Santa on his way, vaccinated and free of quarantine restrictions - US officials
Santa Claus, vaccinated against COVID-19 and free of quarantine restrictions mere mortals face, was making his annual jaunt across the globe on Christmas Eve and being tracked by the U.S. and Canadian military, officials said on Thursday.
REUTERS: Santa Claus, vaccinated against COVID-19 and free of quarantine restrictions mere mortals face, was making his annual jaunt across the globe on Christmas Eve and being tracked by the U.S. and Canadian military, officials said on Thursday.
Anthony Fauci, the top U.S. infectious disease official, said Santa was vaccinated against COVID-19 and could travel without risk of infection.
"I took a trip up there to the North Pole. I went there and I vaccinated Santa Claus myself," Fauci said during Sesame Street's coronavirus town hall meeting on CNN this week. "He is good to go."
The director of Maine's public health department said on Thursday his agency received a lab report from the North Pole confirming that Santa had antibodies and was negative for the virus.

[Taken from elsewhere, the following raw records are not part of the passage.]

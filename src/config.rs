// SPDX-License-Identifier: MIT
// Copyright 2026 Roland Dreier <roland@rolandd.dev>

//! Application configuration loaded from environment variables.
//!
//! A `.env` file in the working directory is honored for local use. The
//! client secret and refresh token are never printed, including via `Debug`.

use std::env;
use std::fmt;
use std::path::PathBuf;
use std::str::FromStr;
use std::time::Duration;

pub use crate::error::ConfigError;

/// Default Strava API root.
pub const DEFAULT_API_BASE: &str = "https://www.strava.com/api/v3";
/// Default Strava token endpoint.
pub const DEFAULT_TOKEN_URL: &str = "https://www.strava.com/oauth/token";
/// Default Strava authorize page.
pub const DEFAULT_AUTH_URL: &str = "https://www.strava.com/oauth/authorize";

/// Application configuration, loaded once at startup.
#[derive(Clone)]
pub struct Config {
    // --- Strava identity ---
    /// Strava OAuth client ID (public)
    pub strava_client_id: String,
    /// Strava OAuth client secret
    pub strava_client_secret: String,
    /// Seed refresh token; the vault's persisted token takes precedence
    pub strava_refresh_token: Option<String>,

    // --- Endpoints ---
    pub api_base: String,
    pub token_url: String,
    pub auth_url: String,

    // --- Local paths ---
    /// SQLite file backing the canonical store
    pub db_path: PathBuf,
    /// Tab-separated lifting export
    pub sheet_path: PathBuf,
    /// Target directory for export/visualize
    pub output_dir: PathBuf,

    // --- Sync tuning ---
    pub page_size: u32,
    pub token_refresh_margin: Duration,
    pub rate_limit_max_wait: Duration,
    pub http_timeout: Duration,
}

impl fmt::Debug for Config {
    fn fmt(&self, f: &mut fmt::Formatter<'_>) -> fmt::Result {
        f.debug_struct("Config")
            .field("strava_client_id", &self.strava_client_id)
            .field("strava_client_secret", &"[redacted]")
            .field(
                "strava_refresh_token",
                &self.strava_refresh_token.as_ref().map(|_| "[redacted]"),
            )
            .field("api_base", &self.api_base)
            .field("token_url", &self.token_url)
            .field("db_path", &self.db_path)
            .field("sheet_path", &self.sheet_path)
            .field("output_dir", &self.output_dir)
            .field("page_size", &self.page_size)
            .finish_non_exhaustive()
    }
}

impl Default for Config {
    /// Default config for testing only.
    fn default() -> Self {
        Self {
            strava_client_id: "test_client_id".to_string(),
            strava_client_secret: "test_secret".to_string(),
            strava_refresh_token: None,
            api_base: DEFAULT_API_BASE.to_string(),
            token_url: DEFAULT_TOKEN_URL.to_string(),
            auth_url: DEFAULT_AUTH_URL.to_string(),
            db_path: PathBuf::from("data/workouts.db"),
            sheet_path: PathBuf::from("data/workouts.tsv"),
            output_dir: PathBuf::from("output"),
            page_size: 100,
            token_refresh_margin: Duration::from_secs(60),
            rate_limit_max_wait: Duration::from_secs(15 * 60),
            http_timeout: Duration::from_secs(30),
        }
    }
}

impl Config {
    /// Load configuration from environment variables.
    pub fn from_env() -> Result<Self, ConfigError> {
        dotenvy::dotenv().ok(); // Load .env file if present

        let defaults = Self::default();

        Ok(Self {
            strava_client_id: env::var("STRAVA_CLIENT_ID")
                .map(|v| v.trim().to_string())
                .map_err(|_| ConfigError::Missing("STRAVA_CLIENT_ID"))?,
            strava_client_secret: env::var("STRAVA_CLIENT_SECRET")
                .map(|v| v.trim().to_string())
                .map_err(|_| ConfigError::Missing("STRAVA_CLIENT_SECRET"))?,
            strava_refresh_token: env::var("STRAVA_REFRESH_TOKEN")
                .ok()
                .map(|v| v.trim().to_string())
                .filter(|v| !v.is_empty()),

            api_base: env::var("STRAVA_API_BASE").unwrap_or(defaults.api_base),
            token_url: env::var("STRAVA_TOKEN_URL").unwrap_or(defaults.token_url),
            auth_url: env::var("STRAVA_AUTH_URL").unwrap_or(defaults.auth_url),

            db_path: env::var("WORKOUT_DB_PATH")
                .map(PathBuf::from)
                .unwrap_or(defaults.db_path),
            sheet_path: env::var("WORKOUT_SHEET_PATH")
                .map(PathBuf::from)
                .unwrap_or(defaults.sheet_path),
            output_dir: env::var("WORKOUT_OUTPUT_DIR")
                .map(PathBuf::from)
                .unwrap_or(defaults.output_dir),

            page_size: parse_var("SYNC_PAGE_SIZE")?.unwrap_or(defaults.page_size),
            token_refresh_margin: parse_var("TOKEN_REFRESH_MARGIN_SECS")?
                .map(Duration::from_secs)
                .unwrap_or(defaults.token_refresh_margin),
            rate_limit_max_wait: parse_var("RATE_LIMIT_MAX_WAIT_SECS")?
                .map(Duration::from_secs)
                .unwrap_or(defaults.rate_limit_max_wait),
            http_timeout: parse_var("HTTP_TIMEOUT_SECS")?
                .map(Duration::from_secs)
                .unwrap_or(defaults.http_timeout),
        })
    }
}

/// Parse an optional numeric variable, rejecting garbage instead of silently defaulting.
fn parse_var<T: FromStr>(name: &'static str) -> Result<Option<T>, ConfigError> {
    match env::var(name) {
        Ok(raw) => raw
            .trim()
            .parse()
            .map(Some)
            .map_err(|_| ConfigError::Invalid { name, value: raw }),
        Err(_) => Ok(None),
    }
}
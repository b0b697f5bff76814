// SPDX-License-Identifier: MIT
// Copyright 2026 Roland Dreier <roland@rolandd.dev>

//! Services module - business logic layer.

pub mod clock;
pub mod export;
pub mod fetcher;
pub mod oauth_callback;
pub mod rate_limit;
pub mod reconciler;
pub mod retry;
pub mod sheet_reader;
pub mod strava;
pub mod summary;
pub mod sync;
pub mod token_manager;

pub use clock::{Clock, SystemClock};
pub use fetcher::{ActivityApi, ActivityPage, ActivityPager, FetchedPage, PageQuery, RemoteFetcher};
pub use oauth_callback::CallbackListener;
pub use rate_limit::RateLimitStatus;
pub use reconciler::{ReconcileOutcome, Reconciler};
pub use retry::RetryPolicy;
pub use sheet_reader::SheetReader;
pub use strava::{ApiError, StravaClient, TokenResponse};
pub use summary::WorkoutSummary;
pub use sync::{SourceSummary, SyncPipeline, SyncReport};
pub use token_manager::{CredentialVault, TokenEndpoint, TokenManager};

"Data show that the vaccine he received from Dr. Fauci is working," Dr. Nirav Shah wrote on Twitter.
Vermont Governor Phil Scott lifted his state's quarantine restrictions for Santa, and the governors of New Jersey and New Mexico awarded Santa "essential worker" status.

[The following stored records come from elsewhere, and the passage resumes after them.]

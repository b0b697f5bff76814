// SPDX-License-Identifier: MIT
// Copyright 2026 Roland Dreier <roland@rolandd.dev>

//! OAuth token lifecycle: cached access token, refresh, and persistence.
//!
//! The manager owns the only in-memory copy of the token pair. Callers get
//! it by construction; there is no process-wide credential state.

use async_trait::async_trait;
use chrono::Duration;
use std::sync::Arc;
use tokio::sync::Mutex;

use crate::error::{Result, SyncError};
use crate::models::OAuthToken;
use crate::services::clock::Clock;
use crate::services::retry::RetryPolicy;
use crate::services::strava::{ApiError, TokenResponse};
use crate::time_utils::from_unix_seconds;

/// Remote token endpoint (authorization-code and refresh-token grants).
#[async_trait]
pub trait TokenEndpoint: Send + Sync {
    async fn exchange_code(&self, code: &str) -> std::result::Result<TokenResponse, ApiError>;

    async fn refresh(&self, refresh_token: &str) -> std::result::Result<TokenResponse, ApiError>;
}

/// Durable home of the token pair across runs.
#[async_trait]
pub trait CredentialVault: Send + Sync {
    async fn load_token(&self) -> Result<Option<OAuthToken>>;

    async fn save_token(&self, token: &OAuthToken) -> Result<()>;
}

/// Hands out valid access tokens, refreshing through the endpoint when needed.
pub struct TokenManager {
    endpoint: Arc<dyn TokenEndpoint>,
    vault: Arc<dyn CredentialVault>,
    clock: Arc<dyn Clock>,
    margin: Duration,
    retry: RetryPolicy,
    /// Current pair. Held across the refresh round trip so concurrent
    /// callers wait instead of refreshing twice.
    cached: Mutex<Option<OAuthToken>>,
}

impl TokenManager {
    pub fn new(
        endpoint: Arc<dyn TokenEndpoint>,
        vault: Arc<dyn CredentialVault>,
        clock: Arc<dyn Clock>,
        margin: std::time::Duration,
        retry: RetryPolicy,
        initial: Option<OAuthToken>,
    ) -> Self {
        Self {
            endpoint,
            vault,
            clock,
            margin: Duration::from_std(margin).unwrap_or_else(|_| Duration::seconds(60)),
            retry,
            cached: Mutex::new(initial),
        }
    }

    /// Build a manager from the vault, falling back to a seed refresh token.
    ///
    /// A persisted pair wins over the seed because refresh tokens rotate.
    pub async fn load(
        endpoint: Arc<dyn TokenEndpoint>,
        vault: Arc<dyn CredentialVault>,
        clock: Arc<dyn Clock>,
        margin: std::time::Duration,
        retry: RetryPolicy,
        seed_refresh_token: Option<String>,
    ) -> Result<Self> {
        let initial = match vault.load_token().await? {
            Some(token) => {
                tracing::debug!(expires_at = %token.expires_at, "Loaded token pair from vault");
                Some(token)
            }
            None => seed_refresh_token
                .filter(|t| !t.is_empty())
                .map(OAuthToken::from_refresh_token),
        };

        Ok(Self::new(endpoint, vault, clock, margin, retry, initial))
    }

    /// Get a valid (non-expiring) access token.
    ///
    /// Fast path: a cached token valid beyond the safety margin is returned
    /// with no I/O. Otherwise the refresh token is exchanged; the new pair is
    /// persisted first and only then replaces the cache. On any failure the
    /// cached pair is left untouched.
    pub async fn get_valid_token(&self) -> Result<String> {
        let mut cached = self.cached.lock().await;

        if let Some(token) = cached.as_ref() {
            if token.is_fresh(self.clock.now(), self.margin) {
                return Ok(token.access_token.clone());
            }
        }

        let refresh_token = match cached.as_ref() {
            Some(token) if !token.refresh_token.is_empty() => token.refresh_token.clone(),
            _ => {
                return Err(SyncError::Auth(
                    "No refresh token available; run `auth` first".to_string(),
                ))
            }
        };

        tracing::info!("Access token expired, refreshing");

        let response = self
            .retry
            .run(
                self.clock.as_ref(),
                || self.endpoint.refresh(&refresh_token),
                ApiError::is_transient,
            )
            .await
            .map_err(classify_refresh_error)?;

        let token = token_from_response(response, Some(&refresh_token))?;
        self.vault.save_token(&token).await?;

        let access_token = token.access_token.clone();
        *cached = Some(token);

        tracing::info!("Token refreshed and persisted");
        Ok(access_token)
    }

    /// Drop the cached access token so the next call refreshes.
    ///
    /// The refresh token is kept.
    pub async fn invalidate(&self) {
        let mut cached = self.cached.lock().await;
        if let Some(token) = cached.as_mut() {
            token.access_token.clear();
        }
    }

    /// One-time bootstrap: exchange an authorization code for the first pair.
    pub async fn exchange_authorization_code(&self, code: &str) -> Result<OAuthToken> {
        let code = code.trim();
        if code.is_empty() {
            return Err(SyncError::Auth("Authorization code is empty".to_string()));
        }

        let response = self
            .retry
            .run(
                self.clock.as_ref(),
                || self.endpoint.exchange_code(code),
                ApiError::is_transient,
            )
            .await
            .map_err(classify_refresh_error)?;

        let token = token_from_response(response, None)?;

        let mut cached = self.cached.lock().await;
        self.vault.save_token(&token).await?;
        *cached = Some(token.clone());

        tracing::info!(expires_at = %token.expires_at, "Authorization code exchanged, tokens stored");
        Ok(token)
    }

    /// Snapshot of the cached pair.
    pub async fn current_token(&self) -> Option<OAuthToken> {
        self.cached.lock().await.clone()
    }
}

/// Rejections need re-authorization; everything else can be retried later.
fn classify_refresh_error(err: ApiError) -> SyncError {
    match err.status() {
        Some(400 | 401 | 403) => {
            tracing::warn!(error = %err, "Token endpoint rejected credentials");
            SyncError::Auth(format!("Token endpoint rejected credentials: {err}"))
        }
        _ => SyncError::TransientAuth(err.to_string()),
    }
}

/// Build the new pair, keeping the previous refresh token if none was returned.
fn token_from_response(response: TokenResponse, previous_refresh: Option<&str>) -> Result<OAuthToken> {
    if response.access_token.is_empty() {
        return Err(SyncError::TransientAuth(
            "Token endpoint returned an empty access token".to_string(),
        ));
    }

    let refresh_token = response
        .refresh_token
        .filter(|t| !t.is_empty())
        .or_else(|| previous_refresh.map(str::to_string))
        .ok_or_else(|| SyncError::Auth("Token endpoint returned no refresh token".to_string()))?;

    Ok(OAuthToken {
        access_token: response.access_token,
        refresh_token,
        expires_at: from_unix_seconds(response.expires_at),
    })
}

"Effective IMMEDIATELY, Santa and Mrs. Claus, with their elves and reindeer – including Rudolph – are permitted to fly in and around New Jersey from Christmas Eve into Christmas morning," New Jersey Governor Phil Murphy wrote on Twitter.
For the 65th year, the North American Aerospace Defense Command (NORAD), a joint U.S. and Canadian command, was tracking Santa on his reindeer-powered sleigh journey. NORAD was providing real-time animated updates online https://www.noradsanta.org and answering inquiries from children on a Santa hotline.
"Because of the COVID pandemic we have had to adjust how we do business here to make sure everybody stays safe," said Vice Admiral Michael Dumont of the U.S. Air Force, saying the number of volunteers involved was down from the usual 1,500.
The tradition began in 1955 when a girl hoping to phone Santa accidentally dialed the agency. U.S. Air Force Colonel Harry Shoup answered the call and assured the girl that Santa was en route.